Re: [RFC] ccu-sun50i-h6: Bump-up DDR0 PLL to 1800MHz

From: Jernej Škrabec
Date: Sun Jul 10 2022 - 14:48:03 EST


Hi Roman,

Dne nedelja, 10. julij 2022 ob 19:52:14 CEST je Roman Stratiienko napisal(a):
> While debugging complex animated composition cases I noticed a glitch
> which as it turned-out eventually was caused by lack of memory bandwidth.
>
> I can't find a DRAMC manual to check what input frequency must be
> supplied to avoid exceeding the 800MHz LPDDR3 which is installed on
> my orangepi3 board. But the system is running stable so far.

this is hard topic. Generally, max. supported DRAM frequency is board specific
and is set by SPL (part of U-Boot), so we can't assume every board supports
max. frequency for its memory type. In fact, this assumption was proven wrong.
Some boards were unstable until DRAM frequency was lowered. So in short, Linux
clock driver certainly shouldn't set DRAM frequency. There is, however, Linux
MBUS driver for H5 and A64, which can throttle DRAM frequency when system is
idle, but max. frequency is still that one which was programmed by SPL.
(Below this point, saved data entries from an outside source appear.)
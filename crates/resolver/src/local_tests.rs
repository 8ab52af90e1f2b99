// SPDX-License-Identifier: BUSL-1.1
// Copyright (c) 2026 Alfred Jean LLC

use super::*;

#[test]
fn bundled_path_sits_next_to_the_orchestrator() {
    let path = bundled_path(Path::new("/opt/openwork/bin"), "opencode");
    assert_eq!(path, Path::new("/opt/openwork/bin/opencode"));
}

#[test]
fn local_manifest_loads_when_present() {
    let dir = tempfile::tempdir().unwrap();
    std::fs::write(
        dir.path().join(LOCAL_MANIFEST_NAME),
        r#"{ "opencode": { "version": "1.2.3", "sha256": "cafe" } }"#,
    )
    .unwrap();

    let manifest = load_local_manifest(dir.path()).unwrap();
    assert_eq!(manifest.entry("opencode").unwrap().version, "1.2.3");
}

#[test]
fn absent_or_corrupt_manifest_is_none() {
    let dir = tempfile::tempdir().unwrap();
    assert!(load_local_manifest(dir.path()).is_none());

    std::fs::write(dir.path().join(LOCAL_MANIFEST_NAME), "{broken").unwrap();
    assert!(load_local_manifest(dir.path()).is_none());
}

#[test]
fn path_lookup_finds_executables() {
    let dir = tempfile::tempdir().unwrap();
    let bin = dir.path().join("probe-bin");
    std::fs::write(&bin, "#!/bin/sh\n").unwrap();

    let original = std::env::var_os("PATH");
    std::env::set_var("PATH", dir.path());
    let found = path_lookup("probe-bin");
    match original {
        Some(p) => std::env::set_var("PATH", p),
        None => std::env::remove_var("PATH"),
    }

    assert_eq!(found, Some(bin));
}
There is no definitive DRAM documentation, because Allwinner usually tries to
hide all details. DRAM drivers are, except in rare cases, all reverse
engineered by community. Register values (mostly) match those produced by
vendor driver. Fortunately, at least H6 DRAM controller matches pretty good
with one other memory controller (one in Zynq UltraScale+ MPSoC), which is
fully documented (see comments in U-Boot driver). MBUS is also pretty standard
and it's not a mystery.

Note that it's hard to convince maintainers to either lower or increase DRAM
frequency as it was common issue in the past. You have to do a lot of memory
intensive tests, both CPU and GPU, running at the same time for extended
period of time. Initial board bring ups usually just use same frequency as in
BSP based images. If I understand procedure correctly, boards are sent to
Allwinner, so their engineers determine max. DRAM frequency and timings, so
these values are pretty trustwothy.

There is other possibility. Along with DRAM controller and PHY, there is MBUS
core, which is memory arbiter and responsible for bandwidth allocation. You
can change DE priority and bandwith there (again, in U-Boot DRAM driver).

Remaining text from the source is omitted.